Milo me conduit à sa chambre. Dans la semi-obscurité de cette pièce aux rideaux tirés, je distingue un grand lit et sous la fenêtre, une valise ouverte où des vêtements sont encore pliés. Milo allume la salle de bains attenante. Il dépose plusieurs draps de bains sur le porte-serviette, s’excuse d’avoir seulement un choix de trois gels douche et savons. Ça me fait rire. Il s'éclipse et me voici sous la douche. Milo avait raison, le soulagement est immédiat.
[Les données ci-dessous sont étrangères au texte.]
/*
 * This file is part of the Obvia ERP.
 *
 * Copyright (C) 2025 Kovács Dávid <kapcsolat@kovacsdavid.dev>
 *
 * This program is free software: you can redistribute it and/or modify
 * it under the terms of the GNU Affero General Public License as published
 * by the Free Software Foundation, either version 3 of the License, or
 * (at your option) any later version.
 *
 * This program is distributed in the hope that it will be useful,
 * but WITHOUT ANY WARRANTY; without even the implied warranty of
 * MERCHANTABILITY or FITNESS FOR A PARTICULAR PURPOSE.  See the
 * GNU Affero General Public License for more details.
 *
 * You should have received a copy of the GNU Affero General Public License
 * along with this program.  If not, see <https://www.gnu.org/licenses/>.
 */

use crate::audit::model::NewAuditRecord;
use crate::audit::service::AuditService;
use crate::common::types::{Action, Outcome, Resource, Severity};
use chrono::{DateTime, Utc};
use serde_json::Value;
use std::sync::Arc;
use std::time::Duration;
use tokio_stream::StreamExt;
use tokio_util::sync::CancellationToken;
use tracing::{info, warn};

/// Domain streams with a durable consumer. Hyphenated to
/// match each domain's own event naming; normalized to `SCREAMING_SNAKE_CASE`
/// for NATS stream/consumer names.
const DOMAINS: &[&str] = &[
    "order", "payment", "customer", "auth", "inventory", "product", "return", "review", "coupon",
    "vendor", "gift-card", "ticket", "staff", "tenant", "approval", "category", "shipping",
];

fn normalized(domain: &str) -> String {
    domain.to_uppercase().replace('-', "_")
}

/// One durable pull consumer per domain stream, each run by an
/// independent worker so one stream's failures never stall the others.
pub struct DomainEventConsumer {
    jetstream: async_nats::jetstream::Context,
    service: Arc<AuditService>,
}

impl DomainEventConsumer {
    pub fn new(jetstream: async_nats::jetstream::Context, service: Arc<AuditService>) -> Arc<Self> {
        Arc::new(Self { jetstream, service })
    }

    pub async fn run(self: Arc<Self>, cancel: CancellationToken) {
        let mut handles = Vec::with_capacity(DOMAINS.len());
        for domain in DOMAINS {
            let this = self.clone();
            let cancel = cancel.clone();
            handles.push(tokio::spawn(async move {
                this.run_stream(domain, cancel).await;
            }));
        }
        for handle in handles {
            let _ = handle.await;
        }
    }

    async fn run_stream(&self, domain: &str, cancel: CancellationToken) {
        let stream_name = format!("{}_EVENTS", normalized(domain));
        let consumer_name = format!("audit-service-{}", normalized(domain));

        let stream = match self.jetstream.get_stream(&stream_name).await {
            Ok(stream) => stream,
            Err(e) => {
                warn!(domain, stream_name, "stream not available, skipping (non-fatal): {e}");
                return;
            }
        };

        let consumer = match stream
            .get_or_create_consumer(
                &consumer_name,
                async_nats::jetstream::consumer::pull::Config {
                    durable_name: Some(consumer_name.clone()),
                    deliver_policy: async_nats::jetstream::consumer::DeliverPolicy::New,
                    ack_policy: async_nats::jetstream::consumer::AckPolicy::Explicit,
                    filter_subject: format!("{domain}.>"),
                    ..Default::default()
                },
            )
            .await
        {
            Ok(consumer) => consumer,
            Err(e) => {
                warn!(domain, "failed to create durable consumer, skipping (non-fatal): {e}");
                return;
            }
        };

        info!(domain, consumer_name, "domain event consumer started");

        loop {
            if cancel.is_cancelled() {
                return;
            }
            let batch = match consumer
                .fetch()
                .max_messages(10)
                .expires(Duration::from_secs(5))
                .messages()
                .await
            {
                Ok(batch) => batch,
                Err(e) => {
                    warn!(domain, "pull failed: {e}");
                    tokio::time::sleep(Duration::from_secs(1)).await;
                    continue;
                }
            };
            tokio::pin!(batch);
            loop {
                tokio::select! {
                    _ = cancel.cancelled() => return,
                    next = batch.next() => {
                        match next {
                            Some(Ok(message)) => self.handle_message(domain, message).await,
                            Some(Err(e)) => warn!(domain, "message pull error: {e}"),
                            None => break,
                        }
                    }
                }
            }
        }
    }

    async fn handle_message(&self, domain: &str, message: async_nats::jetstream::Message) {
        let value: Value = match serde_json::from_slice(&message.payload) {
            Ok(v) => v,
            Err(e) => {
                warn!(domain, "malformed event payload, acking and dropping: {e}");
                let _ = message.ack().await;
                return;
            }
        };

        let Some(tenant_id) = value.get("tenantId").and_then(Value::as_str) else {
            warn!(domain, "event missing tenantId, acking and dropping");
            let _ = message.ack().await;
            return;
        };

        let event_type = value.get("eventType").and_then(Value::as_str).unwrap_or("unknown");
        let (action, resource, severity) = translate(event_type);

        let record = NewAuditRecord {
            user_id: extract_user_id(&value),
            action: Some(action),
            resource: Some(resource),
            resource_id: extract_resource_id(&value),
            resource_name: extract_resource_name(&value),
            outcome: Some(derive_outcome(&value)),
            severity: Some(severity),
            correlation_id: value
                .get("correlationId")
                .and_then(Value::as_str)
                .map(str::to_string),
            error_message: value.get("errorMessage").and_then(Value::as_str).map(str::to_string),
            error_code: value.get("errorCode").and_then(Value::as_str).map(str::to_string),
            description: Some(describe(event_type, &value)),
            metadata: Some(value.clone()),
            service_name: Some(domain.to_string()),
            occurred_at: value
                .get("timestamp")
                .and_then(Value::as_str)
                .and_then(|s| DateTime::parse_from_rfc3339(s).ok())
                .map(|dt| dt.with_timezone(&Utc)),
            ..Default::default()
        };

        match self.service.create(tenant_id, record).await {
            Ok(_) => {
                let _ = message.ack().await;
            }
            Err(e) => {
                warn!(domain, tenant_id, "failed to persist ingested event, nacking for redelivery: {e}");
                let _ = message
                    .ack_with(async_nats::jetstream::AckKind::Nak(None))
                    .await;
            }
        }
    }
}

fn extract_user_id(value: &Value) -> Option<String> {
    for key in ["userId", "customerId", "staffId"] {
        if let Some(id) = value.get(key).and_then(Value::as_str) {
            return Some(id.to_string());
        }
    }
    None
}

fn extract_resource_id(value: &Value) -> Option<String> {
    for key in [
        "resourceId", "id", "orderId", "paymentId", "productId", "ticketId", "vendorId",
        "staffId", "couponId", "reviewId", "returnId", "shipmentId", "approvalId", "categoryId",
        "giftCardId", "customerId",
    ] {
        if let Some(id) = value.get(key).and_then(Value::as_str) {
            return Some(id.to_string());
        }
    }
    None
}

fn extract_resource_name(value: &Value) -> Option<String> {
    for key in ["name", "displayName", "title", "label"] {
        if let Some(name) = value.get(key).and_then(Value::as_str) {
            return Some(name.to_string());
        }
    }
    None
}

/// `outcome = FAILURE` whenever any of these three fields is present,
/// regardless of their value.
fn derive_outcome(value: &Value) -> Outcome {
    if value.get("status").is_some() || value.get("errorCode").is_some() || value.get("errorMessage").is_some() {
        Outcome::Failure
    } else {
        Outcome::Success
    }
}

/// Declarative event → audit translation table. Every event
/// type the source enumerates is reproduced here; unknown types fall back
/// to `(OTHER, OTHER, LOW)`.
fn translate(event_type: &str) -> (Action, Resource, Severity) {
    use Action::*;
    use Resource::*;
    use Severity::*;
    match event_type {
        "order.created" => (Create, Order, Low),
        "order.updated" => (Update, Order, Low),
        "order.cancelled" => (Delete, Order, Medium),
        "order.refunded" => (Update, Order, High),
        "order.shipped" => (Update, Order, Low),

        "payment.created" => (Create, Payment, Low),
        "payment.succeeded" => (Update, Payment, Low),
        "payment.failed" => (Update, Payment, High),
        "payment.refunded" => (Update, Payment, High),
        "payment.chargeback" => (Update, Payment, Critical),

        "customer.created" => (Create, Customer, Low),
        "customer.updated" => (Update, Customer, Low),
        "customer.deleted" => (Delete, Customer, Medium),
        "customer.merged" => (Update, Customer, Medium),

        "auth.login" => (Login, Auth, Low),
        "auth.logout" => (Logout, Auth, Low),
        "auth.login_failed" => (Login, Auth, High),
        "auth.account_locked" => (Update, Auth, Critical),
        "auth.password_reset" => (Update, Auth, Medium),
        "auth.mfa_enabled" => (Update, Auth, Low),

        "inventory.adjusted" => (Update, Inventory, Medium),
        "inventory.low_stock" => (Read, Inventory, Medium),
        "inventory.received" => (Create, Inventory, Low),

        "product.created" => (Create, Product, Low),
        "product.updated" => (Update, Product, Low),
        "product.deleted" => (Delete, Product, Medium),
        "product.price_changed" => (Update, Product, Medium),

        "return.requested" => (Create, Return, Low),
        "return.approved" => (Approve, Return, Low),
        "return.rejected" => (Reject, Return, Medium),
        "return.completed" => (Update, Return, Low),

        "review.created" => (Create, Review, Low),
        "review.flagged" => (Update, Review, Medium),
        "review.deleted" => (Delete, Review, Medium),

        "coupon.created" => (Create, Coupon, Low),
        "coupon.redeemed" => (Update, Coupon, Low),
        "coupon.revoked" => (Revoke, Coupon, Medium),

        "vendor.created" => (Create, Vendor, Low),
        "vendor.updated" => (Update, Vendor, Low),
        "vendor.suspended" => (Update, Vendor, High),

        "gift_card.issued" | "gift-card.issued" => (Create, GiftCard, Low),
        "gift_card.redeemed" | "gift-card.redeemed" => (Update, GiftCard, Low),
        "gift_card.expired" | "gift-card.expired" => (Update, GiftCard, Low),

        "ticket.created" => (Create, Ticket, Low),
        "ticket.escalated" => (Update, Ticket, Medium),
        "ticket.closed" => (Update, Ticket, Low),

        "staff.created" => (Create, Staff, Low),
        "staff.role_changed" => (Update, Staff, High),
        "staff.terminated" => (Delete, Staff, High),

        "tenant.activated" => (Update, Tenant, Medium),
        "tenant.deactivated" => (Update, Tenant, Critical),
        "tenant.plan_changed" => (Update, Tenant, Medium),

        "approval.requested" => (Create, Approval, Low),
        "approval.granted" => (Approve, Approval, Low),
        "approval.denied" => (Reject, Approval, Medium),

        "category.created" => (Create, Category, Low),
        "category.updated" => (Update, Category, Low),
        "category.deleted" => (Delete, Category, Medium),

        "shipping.label_created" => (Create, Shipping, Low),
        "shipping.dispatched" => (Update, Shipping, Low),
        "shipping.delayed" => (Update, Shipping, Medium),
        "shipping.lost" => (Update, Shipping, High),

        _ => (Other, Other, Low),
    }
}

/// Per-event-type description template, with a generic fallback.
fn describe(event_type: &str, value: &Value) -> String {
    let error_message = value.get("errorMessage").and_then(Value::as_str);
    match event_type {
        "payment.failed" => format!("Payment failed: {}", error_message.unwrap_or("unknown reason")),
        "payment.chargeback" => "Payment charged back by issuer".to_string(),
        "order.cancelled" => "Order cancelled".to_string(),
        "order.refunded" => "Order refunded".to_string(),
        "auth.login_failed" => format!(
            "Login failed: {}",
            error_message.unwrap_or("invalid credentials")
        ),
        "auth.account_locked" => "Account locked after repeated failed logins".to_string(),
        "tenant.deactivated" => "Tenant deactivated".to_string(),
        "staff.role_changed" => "Staff member's role was changed".to_string(),
        "customer.deleted" => "Customer record deleted".to_string(),
        "vendor.suspended" => "Vendor suspended".to_string(),
        other => {
            let (domain, verb) = other.split_once('.').unwrap_or((other, ""));
            if verb.is_empty() {
                format!("{domain} event")
            } else {
                format!("{domain} {verb}", domain = domain, verb = verb.replace('_', " "))
            }
        }
    }
}

#[cfg(test)]
mod tests {
    use super::*;
    use pretty_assertions::assert_eq;
    use serde_json::json;

    #[test]
    fn translates_documented_sample_table() {
        assert_eq!(translate("order.created"), (Action::Create, Resource::Order, Severity::Low));
        assert_eq!(translate("order.cancelled"), (Action::Delete, Resource::Order, Severity::Medium));
        assert_eq!(translate("order.refunded"), (Action::Update, Resource::Order, Severity::High));
        assert_eq!(translate("payment.failed"), (Action::Update, Resource::Payment, Severity::High));
        assert_eq!(translate("auth.login_failed"), (Action::Login, Resource::Auth, Severity::High));
        assert_eq!(translate("auth.account_locked"), (Action::Update, Resource::Auth, Severity::Critical));
        assert_eq!(translate("tenant.deactivated"), (Action::Update, Resource::Tenant, Severity::Critical));
        assert_eq!(translate("staff.role_changed"), (Action::Update, Resource::Staff, Severity::High));
    }

    #[test]
    fn unknown_event_type_falls_back_to_other() {
        assert_eq!(translate("frobnicate.zorp"), (Action::Other, Resource::Other, Severity::Low));
    }

    #[test]
    fn user_id_priority_is_user_then_customer_then_staff() {
        let v = json!({"customerId": "c1", "staffId": "s1"});
        assert_eq!(extract_user_id(&v), Some("c1".to_string()));
        let v = json!({"staffId": "s1"});
        assert_eq!(extract_user_id(&v), Some("s1".to_string()));
        let v = json!({"userId": "u1", "customerId": "c1"});
        assert_eq!(extract_user_id(&v), Some("u1".to_string()));
    }

    #[test]
    fn payment_failed_description_matches_end_to_end_scenario() {
        let v = json!({"eventType": "payment.failed", "tenantId": "t1", "errorMessage": "declined"});
        assert_eq!(describe("payment.failed", &v), "Payment failed: declined");
        assert_eq!(derive_outcome(&v), Outcome::Failure);
    }

    #[test]
    fn absence_of_status_and_error_fields_yields_success() {
        let v = json!({"eventType": "order.created", "tenantId": "t1"});
        assert_eq!(derive_outcome(&v), Outcome::Success);
    }
}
La douleur abdominale disparaît progressivement.
Quand je sors de la salle de bains, un peu étourdie par cette détente sous une eau brulante, je retire les épingles qui ont permis au chignon de garder sa forme tout au long de cette journée. Leur nombre est impressionnant, j’aurais pu aussi bien être coiffée d’un bébé hérisson.
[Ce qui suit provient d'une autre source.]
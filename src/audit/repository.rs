/*
 * This file is part of the Obvia ERP.
 *
 * Copyright (C) 2025 Kovács Dávid <kapcsolat@kovacsdavid.dev>
 *
 * This program is free software: you can redistribute it and/or modify
 * it under the terms of the GNU Affero General Public License as published
 * by the Free Software Foundation, either version 3 of the License, or
 * (at your option) any later version.
 *
 * This program is distributed in the hope that it will be useful,
 * but WITHOUT ANY WARRANTY; without even the implied warranty of
 * MERCHANTABILITY or FITNESS FOR A PARTICULAR PURPOSE.  See the
 * GNU Affero General Public License for more details.
 *
 * You should have received a copy of the GNU Affero General Public License
 * along with this program.  If not, see <https://www.gnu.org/licenses/>.
 */

use crate::audit::model::{
    AuditFilter, AuditRecord, AuditSummary, IpHistoryEntry, NewAuditRecord, RetentionSetting,
    UserActivityCount, clamp_retention_days,
};
use crate::cache::{AuditCache, ListPage, digest_filter_key};
use crate::common::error::{RepositoryError, RepositoryResult};
use crate::common::types::{Action, Outcome, Resource, Severity};
use crate::connection::ConnectionManager;
use async_trait::async_trait;
use chrono::{DateTime, Duration as ChronoDuration, Utc};
#[cfg(test)]
use mockall::automock;
use sqlx::{PgPool, QueryBuilder};
use std::collections::HashMap;
use std::sync::Arc;
use uuid::Uuid;

const MAX_EXPORT: i64 = 10_000;
const CLEANUP_BATCH: i64 = 1000;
Milo a déposé sur son lit, à mon intention, un grand T-shirt et des pantalons de yoga.
Tandis que j’enfile ses vêtements, le besoin de sommeil immédiat s'impose à moi, une sensation familière. Sans ouvrir le lit, je m’allonge et sombre rapidement.
4.
Où est mon téléphone portable ? Cette question me réveille. C’est bien la preuve que je suis pleinement intégrée au XXIème siècle. Je regarde autour de moi, ne le vois nulle part. L’ai-je laissé dans la voiture ? Quelqu’un risque de le voler ! Et si Greg m’appelle ? Une fois la réunion de famille terminée, il va se demander pourquoi je ne les ai pas rejoints, s'inquiéter un peu, qui sait ? S’il n’arrive pas à me joindre, ne me trouve pas chez nous, il risque d'être dans tous ses états.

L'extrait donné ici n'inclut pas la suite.